AI actions can inherit their tool and model from [process] defaults. Set tool or model on an individual action only when that action should override the default.
See Processing Actions for full examples and common recipes.
AI Actions
[process]
default_tool = "opencode"
default_model = "anthropic/claude-sonnet-4-6"
[process.actions.clean]
name = "Clean up text"
type = "ai"
# tool_binary = "/usr/local/bin/opencode" # Override binary path
# tool_args = ["--quiet"] # Extra CLI arguments
inputs = [
{ role = "system", content = "Clean up the transcribed text." },
{ role = "user", source = "transcription" },
]For every AI action, OSTT must resolve both a tool and a model from either the action itself or [process] defaults. If either value is missing, config validation fails.
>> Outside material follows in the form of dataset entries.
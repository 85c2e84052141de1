//! Display name → identity key resolution.
//!
//! Organisational role prefixes ("매니저_", "멘토_", ...) are stripped so that
//! one person keeps one history no matter which role label they post under.
//!
//! Policy note: a display name is self-chosen, so anyone who renames
//! themselves to `멘토_Kim` reads and extends Kim's history. Prefix collapsing
//! is kept as an explicit aliasing policy; the allow-listed channel is the
//! only trust boundary.
//!
//! A display name that is nothing but a prefix (`매니저_`) is not stripped:
//! it keeps its raw form as the key, so no history is ever stored under an
//! empty key shared by every such name.

use relay_core::config::IdentityConfig;
use relay_core::types::IdentityKey;
use tracing::debug;

/// Strips the first matching role prefix from a display name.
#[derive(Debug, Clone)]
pub struct IdentityResolver {
    prefixes: Vec<String>,
}

impl IdentityResolver {
    pub fn new(prefixes: Vec<String>) -> Self {
        // An empty prefix would match every name and strip nothing.
        let prefixes = prefixes.into_iter().filter(|p| !p.is_empty()).collect();
        Self { prefixes }
    }

    pub fn from_config(config: &IdentityConfig) -> Self {
        Self::new(config.prefixes.clone())
    }

    /// Resolve a raw display name. Pure and deterministic.
    ///
    /// Only the leading occurrence is removed, once; a name that is nothing
    /// but a prefix keeps its raw form so the key is never empty.
    pub fn resolve(&self, display_name: &str) -> IdentityKey {
        for prefix in &self.prefixes {
            if let Some(rest) = display_name.strip_prefix(prefix.as_str()) {
                if rest.is_empty() {
                    break;
                }
                debug!(display_name, prefix = %prefix, "stripped role prefix");
                return IdentityKey(rest.to_string());
            }
        }
        IdentityKey(display_name.to_string())
    }

    pub fn prefixes(&self) -> &[String] {
        &self.prefixes
    }
}

#[cfg(test)]
mod tests {
    use super::*;

    fn resolver() -> IdentityResolver {
        IdentityResolver::from_config(&IdentityConfig::default())
    }

    #[test]
    fn strips_known_prefix() {
        assert_eq!(resolver().resolve("매니저_Kim").as_str(), "Kim");
        assert_eq!(resolver().resolve("교육생_Lee").as_str(), "Lee");
        assert_eq!(resolver().resolve("멘토_Park").as_str(), "Park");
        assert_eq!(resolver().resolve("운영자_Choi").as_str(), "Choi");
    }

    #[test]
    fn unprefixed_name_is_unchanged() {
        assert_eq!(resolver().resolve("Kim").as_str(), "Kim");
        assert_eq!(resolver().resolve("Kim_매니저_").as_str(), "Kim_매니저_");
    }

    #[test]
    fn different_roles_collapse_to_one_key() {
        let r = resolver();
        assert_eq!(r.resolve("매니저_Kim"), r.resolve("멘토_Kim"));
        assert_eq!(r.resolve("매니저_Kim"), r.resolve("Kim"));
    }

    #[test]
    fn only_first_matching_prefix_is_stripped() {
        // The result still carries a prefix; a second resolve would strip it.
        assert_eq!(resolver().resolve("매니저_멘토_Kim").as_str(), "멘토_Kim");
    }

    #[test]
    fn first_prefix_in_list_wins() {
        let r = IdentityResolver::new(vec!["ab".into(), "a".into()]);
        assert_eq!(r.resolve("abc").as_str(), "c");
        let r = IdentityResolver::new(vec!["a".into(), "ab".into()]);
        assert_eq!(r.resolve("abc").as_str(), "bc");
    }

    #[test]
    fn idempotent_once_no_prefix_matches() {
        let r = resolver();
        for name in ["매니저_Kim", "Kim", "교육생_이순신", "", "운영자"] {
            let once = r.resolve(name);
            let twice = r.resolve(once.as_str());
            assert_eq!(once, twice, "not idempotent for {name:?}");
        }
    }

    #[test]
    fn bare_prefix_keeps_raw_name() {
        assert_eq!(resolver().resolve("매니저_").as_str(), "매니저_");
    }

    #[test]
    fn empty_prefixes_are_ignored() {
        let r = IdentityResolver::new(vec![String::new(), "x_".into()]);
        assert_eq!(r.prefixes().len(), 1);
        assert_eq!(r.resolve("x_Kim").as_str(), "Kim");
    }
}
The inputs field is an array of inline tables. Each entry has a role and exactly one content source.
Supported AI tools:
tool | Binary | Required arguments |
|---|---|---|
opencode | opencode | --pure run --model <model> |
claude-code | claude | -p --model <model> --no-session-persistence --mcp-config <json> --strict-mcp-config --allowedTools "" |
gemini-cli | gemini | -p -m <model> |
codex-cli | codex | exec --model <model> |
The selected tool must be installed and authenticated outside OSTT.
Bash Actions
[process.actions.upper]
name = "UPPERCASE"
type = "bash"
command = "tr '[:lower:]' '[:upper:]'"Bash actions receive the transcription on stdin and return stdout as the processed result.
Input Sources
Each AI input entry has a role ("system" or "user") and exactly one content source. If multiple sources are specified in the same entry, precedence is: source > file > content.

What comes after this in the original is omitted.